Charles Jean Jacques Joseph Ardant du Picq (19 October 1821 – 18 August 1870) was a French Army officer and military theorist of the mid-nineteenth century whose writings, as they were later interpreted by other theorists, had a great effect on French military theory and doctrine.

Ardant du Picq was born at Périgueux in the Dordogne on 19 October 1821. On 1 October 1844, upon graduation from the École spéciale militaire de Saint-Cyr, he was commissioned a sublieutenant in the 67th. As a captain, he saw action in the French expedition to Varna (April–June 1853) during the Crimean War, but he fell ill and was shipped home. Upon recovery, he rejoined his regiment in front of Sevastopol (September).

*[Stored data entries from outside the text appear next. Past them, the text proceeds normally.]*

//! Remote media retrieval

pub mod handler;

pub use handler::{DownloadResult, RemoteError, ResourceHandler};
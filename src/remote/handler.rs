//! Coalesced remote media downloads
//!
//! Concurrent requests for the same (origin, media id) share one
//! outbound fetch. The registry of in-flight downloads is the only
//! shared mutable state here; its critical sections are map operations
//! only and never span the fetch itself. Every waiter observes the one
//! result the initiator produced, success or failure alike.

use std::collections::HashMap;
use std::sync::Arc;

use parking_lot::Mutex;
use thiserror::Error;
use tokio::sync::oneshot;
use tokio_util::io::StreamReader;

use crate::net::{FetchError, SafeFetcher};
use crate::store::{IngestError, MediaRecord, MediaStore, RemoteFetchKey};

/// Remote download errors, broadcast identically to every waiter
#[derive(Error, Debug, Clone)]
pub enum RemoteError {
    #[error(transparent)]
    Fetch(#[from] FetchError),

    #[error(transparent)]
    Ingest(#[from] IngestError),

    #[error("remote media {0} not found")]
    NotFound(RemoteFetchKey),

    #[error("metadata store failure: {0}")]
    Store(String),

    #[error("download interrupted before a result was delivered")]
    Interrupted,
}

/// The shared outcome of one coalesced download.
pub type DownloadResult = Result<MediaRecord, RemoteError>;

type Registry = Mutex<HashMap<RemoteFetchKey, Vec<oneshot::Sender<DownloadResult>>>>;

/// Singleflight handler for federated media downloads.
pub struct ResourceHandler {
    registry: Registry,
    fetcher: SafeFetcher,
    store: Arc<MediaStore>,
    insecure_http: bool,
}

impl ResourceHandler {
    pub fn new(fetcher: SafeFetcher, store: Arc<MediaStore>, insecure_http: bool) -> Self {
        Self {
            registry: Mutex::new(HashMap::new()),
            fetcher,
            store,
            insecure_http,
        }
    }

    /// Download remote media, joining an in-flight fetch for the same
    /// key when one exists. At most one outbound fetch per key is ever
    /// in flight.
    pub async fn download(&self, origin: &str, media_id: &str) -> DownloadResult {
        let key = RemoteFetchKey::new(origin, media_id);

        let waiter = {
            let mut registry = self.registry.lock();
            match registry.get_mut(&key) {
                Some(waiters) => {
                    let (tx, rx) = oneshot::channel();
                    waiters.push(tx);
                    Some(rx)
                }
                None => {
                    registry.insert(key.clone(), Vec::new());
                    None
                }
            }
        };

        if let Some(rx) = waiter {
            tracing::debug!(key = %key, "joining in-flight download");
            return rx.await.unwrap_or(Err(RemoteError::Interrupted));
        }

        let guard = BroadcastGuard {
            registry: &self.registry,
            key: Some(key),
        };
        let result = self.fetch_and_ingest(origin, media_id).await;
        guard.finish(result)
    }

    async fn fetch_and_ingest(&self, origin: &str, media_id: &str) -> DownloadResult {
        let url = self.download_url(origin, media_id);
        tracing::info!(origin = %origin, media_id = %media_id, "downloading remote media");

        let resource = self.fetcher.fetch(&url, &[], None).await?;
        let content_type = if resource.content_type.is_empty() {
            "application/octet-stream".to_string()
        } else {
            resource.content_type.clone()
        };

        let mut reader = StreamReader::new(resource.stream);
        match self
            .store
            .ingest(
                &mut reader,
                &content_type,
                resource.filename.as_deref(),
                None,
                origin,
                Some(media_id),
            )
            .await
        {
            Ok(record) => Ok(record),
            Err(IngestError::DuplicateRecord { .. }) => {
                // Lost the insert race to a concurrent ingestion; the
                // winner's record is this download's result.
                match self.store.index().get(origin, media_id).await {
                    Ok(Some(record)) => Ok(record),
                    Ok(None) => Err(RemoteError::NotFound(RemoteFetchKey::new(origin, media_id))),
                    Err(e) => Err(RemoteError::Store(e.to_string())),
                }
            }
            Err(e) => Err(e.into()),
        }
    }

    fn download_url(&self, origin: &str, media_id: &str) -> String {
        let scheme = if self.insecure_http { "http" } else { "https" };
        format!("{scheme}://{origin}/_matrix/media/v3/download/{origin}/{media_id}")
    }
}

/// Removes the registry entry and notifies waiters exactly once, even
/// when the initiating future is dropped mid-fetch.
struct BroadcastGuard<'a> {
    registry: &'a Registry,
    key: Option<RemoteFetchKey>,
}

impl BroadcastGuard<'_> {
    fn finish(mut self, result: DownloadResult) -> DownloadResult {
        if let Some(key) = self.key.take() {
            broadcast(self.registry, &key, &result);
        }
        result
    }
}

impl Drop for BroadcastGuard<'_> {
    fn drop(&mut self) {
        if let Some(key) = self.key.take() {
            broadcast(self.registry, &key, &Err(RemoteError::Interrupted));
        }
    }
}

fn broadcast(registry: &Registry, key: &RemoteFetchKey, result: &DownloadResult) {
    let waiters = registry.lock().remove(key).unwrap_or_default();
    if !waiters.is_empty() {
        tracing::debug!(key = %key, waiters = waiters.len(), "broadcasting download result");
    }
    for tx in waiters {
        let _ = tx.send(result.clone());
    }
}

#[cfg(test)]
mod tests {
    use super::*;
    use crate::config::RemoteConfig;
    use crate::net::{AddressPolicy, SafeResolver};
    use crate::store::{FsBlobStore, MemoryIndex};

    async fn make_handler(insecure_http: bool) -> (ResourceHandler, tempfile::TempDir) {
        let dir = tempfile::tempdir().unwrap();
        let index = Arc::new(MemoryIndex::new());
        let blobs = Arc::new(FsBlobStore::new(dir.path()).await.unwrap());
        let store = Arc::new(MediaStore::new(index, blobs, 0));
        let resolver = Arc::new(SafeResolver::new(AddressPolicy::default()));
        let fetcher = SafeFetcher::new(resolver, RemoteConfig::default());
        (ResourceHandler::new(fetcher, store, insecure_http), dir)
    }

    #[tokio::test]
    async fn download_url_format() {
        let (handler, _dir) = make_handler(false).await;
        assert_eq!(
            handler.download_url("example.org", "abc123"),
            "https://example.org/_matrix/media/v3/download/example.org/abc123"
        );

        let (handler, _dir) = make_handler(true).await;
        assert_eq!(
            handler.download_url("127.0.0.1:4000", "m"),
            "http://127.0.0.1:4000/_matrix/media/v3/download/127.0.0.1:4000/m"
        );
    }

    #[tokio::test]
    async fn unsafe_destination_is_broadcast() {
        // Loopback origin with the default policy fails resolution
        // before any socket is opened.
        let (handler, _dir) = make_handler(true).await;
        let err = handler.download("127.0.0.1:9", "m1").await.unwrap_err();
        assert!(matches!(err, RemoteError::Fetch(FetchError::Resolve(_))));
        // The registry entry is gone; a retry gets a fresh fetch.
        assert!(handler.registry.lock().is_empty());
    }
}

Transferred to the 9th Chasseurs a Pied battalion December 1854, he was captured during the storming of the central bastion of Sevastopol in September 1855. He was released in December 1855 and returned to active duty. As a major with the 16th Chasseur Battalion, Ardant du Picq served in Syria from August 1860 to June 1861 during the French intervention to restore order during Maronite-Druze sectarian violence.

Like virtually all his peers, he also saw extensive service in Algeria (1864–66), and in February 1869 was appointed colonel of the 10th Line Infantry Regiment. He was in France at the outbreak of war with Prussia on 15 July 1870 and took command of his regiment, the Tenth Regiment of the Line. He died on 18 August 1870 at the military hospital in Metz, from wounds received at the Battle of Mars-la-Tour.

Although comparatively little is known of his life, Ardant du Picq's small corpus of writings has earned him a place in the ranks of great military theorists. Before du Picq began his famous manuscripts, the French military relied heavily upon the writings of former Chief of Staff Baron Antoine-Henri Jomini when it came to warfare. Before his death, du Picq had already published Combat antique (ancient battle), which was later expanded from his manuscripts into the classic Etudes sur les combat: Combat antique et moderne, often referred to by its common English title as Battle Studies. This work was published in part in 1880 posthumously, and the complete text did not appear until 1902. The difficulties surrounding reform of the French military and its organization were widely discussed and his work referenced, and it was a very popular work among the army during World War I.